---- RECORDS PROVIDED

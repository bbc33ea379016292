//! Staff login: request a code, then trade it for a token.

use axum::extract::State;
use axum::routing::post;
use axum::{Json, Router};
use serde::Deserialize;
use tracing::debug;

use crate::auth::{ChallengeTicket, SessionToken};
use crate::error::ApiError;
use crate::AppState;

pub fn routes() -> Router<AppState> {
    Router::new()
        .route("/auth/challenge", post(challenge))
        .route("/auth/verify", post(verify))
}

#[derive(Debug, Deserialize)]
pub struct ChallengeRequest {
    pub phone: String,
}

#[derive(Debug, Deserialize)]
#[serde(rename_all = "camelCase")]
pub struct VerifyRequest {
    pub challenge_id: String,
    pub code: String,
}

async fn challenge(
    State(state): State<AppState>,
    Json(body): Json<ChallengeRequest>,
) -> Result<Json<ChallengeTicket>, ApiError> {
    debug!("challenge request");
    let ticket = state.auth.issue_challenge(&body.phone).await?;
    Ok(Json(ticket))
}

async fn verify(
    State(state): State<AppState>,
    Json(body): Json<VerifyRequest>,
) -> Result<Json<SessionToken>, ApiError> {
    debug!(challenge_id = %body.challenge_id, "verify request");
    let token = state.auth.verify(&body.challenge_id, &body.code).await?;
    Ok(Json(token))
}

--------

EXERCISE DESCRIPTION: Set all of the entries down again, exactly as they were given.

TASK RESPONSE:
repository bbc33ea379016292
//! Staff login: request a code, then trade it for a token.

use axum::extract::State;
use axum::routing::post;
use axum::{Json, Router};
use serde::Deserialize;
use tracing::debug;

use crate::auth::{ChallengeTicket, SessionToken};
use crate::error::ApiError;
use crate::AppState;

pub fn routes() -> Router<AppState> {
    Router::new()
        .route("/auth/challenge", post(challenge))
        .route("/auth/verify", post(verify))
}

#[derive(Debug, Deserialize)]
pub struct ChallengeRequest {
    pub phone: String,
}

#[derive(Debug, Deserialize)]
#[serde(rename_all = "camelCase")]
pub struct VerifyRequest {
    pub challenge_id: String,
    pub code: String,
}

async fn challenge(
    State(state): State<AppState>,
    Json(body): Json<ChallengeRequest>,
) -> Result<Json<ChallengeTicket>, ApiError> {
    debug!("challenge request");
    let ticket = state.auth.issue_challenge(&body.phone).await?;
    Ok(Json(ticket))
}

async fn verify(
    State(state): State<AppState>,
    Json(body): Json<VerifyRequest>,
) -> Result<Json<SessionToken>, ApiError> {
    debug!(challenge_id = %body.challenge_id, "verify request");
    let token = state.auth.verify(&body.challenge_id, &body.code).await?;
    Ok(Json(token))
}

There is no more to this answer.